NCT number NCT06358573
Other study ID # SAKK 66/22
Secondary ID
Status Not yet recruiting
Phase Phase 2
First received
Last updated
Start date June 30, 2024
Est. completion date December 2029

Study information

Verified date April 2024
Source Swiss Group for Clinical Cancer Research
Contact Katrin Eckardt, PhD
Phone +41 31 389 91 91
Email trials@sakk.ch
Is FDA regulated No
Health authority
Study type Interventional

Clinical Trial Summary

About 10-20% of all individuals with breast cancer have a so-called triple-negative tumor (TNBC). This type of breast cancer has a particularly unfavorable course and a higher mortality rate compared to other forms of breast cancer. Research studies show that it is important for individuals with TNBC to achieve a so-called pathologic complete response (pCR) to treatment. In the phase II study SAKK 66/22, it is being investigated whether the administration of the drug INT230-6 before surgery for breast cancer can increase the rate of pCR in the tumor and affected lymph nodes. The tolerability of INT230-6 as well as other factors such as response to treatment and the possibility of breast-conserving surgery are also being examined.


Description:

Triple-negative breast cancer (TNBC) poses significant challenges due to its aggressiveness, high relapse rates, and increased mortality. The Keynote-522 study revealed a 19.6% incidence of event-free survival (EFS) events in early-stage TNBC patients over 39 months. Achieving pathological complete response (pCR) and clearing positive lymph nodes are crucial prognostic factors.
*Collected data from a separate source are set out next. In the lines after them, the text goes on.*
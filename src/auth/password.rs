use argon2::password_hash::{PasswordHash, PasswordHasher, PasswordVerifier, SaltString};
use argon2::Argon2;
use rand::RngCore;

use crate::error::{CmsError, Result};

/// 使用 argon2 生成密码哈希（PHC 字符串）
pub fn hash_password(password: &str) -> Result<String> {
    let mut salt_bytes = [0u8; 16];
    rand::thread_rng().fill_bytes(&mut salt_bytes);
    let salt = SaltString::encode_b64(&salt_bytes)
        .map_err(|e| CmsError::Internal(format!("salt encoding failed: {e}")))?;

    Argon2::default()
        .hash_password(password.as_bytes(), &salt)
        .map(|hash| hash.to_string())
        .map_err(|e| CmsError::Internal(format!("password hashing failed: {e}")))
}

/// 校验密码，哈希格式非法时视为不匹配
pub fn verify_password(password: &str, hash: &str) -> bool {
    match PasswordHash::new(hash) {
        Ok(parsed) => Argon2::default()
            .verify_password(password.as_bytes(), &parsed)
            .is_ok(),
        Err(_) => false,
    }
}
The IMP INT230-6 is a combination of the chemotherapeutic agents cisplatin and vinblastine, along with a molecule that facilitates their distribution in tumor tissue. INT230-6, currently in clinical trials, has demonstrated the ability to induce up to 95% necrosis in T2 breast cancer tumors and it has been observed to stimulate systemic immune activation during the period between diagnosis and surgery. Moreover, promising results have been seen in seven refractory breast cancer patients, resulting in decreased Ki67 levels and a median overall survival of 12 months. Completed and ongoing U.S. clinical trials including 91 patient a window-of-opportunity trial demonstrate the safety and early activity of INT230-6, both alone and with checkpoint inhibitors like pembrolizumab and ipilimumab, particularly in resistant cases. Based on the positive outcomes, it will be assessed within this clinical trial the safety and early clinical activity of INT230-6 in early TNBC patients, addressing the high unmet medical need in this challenging subtype.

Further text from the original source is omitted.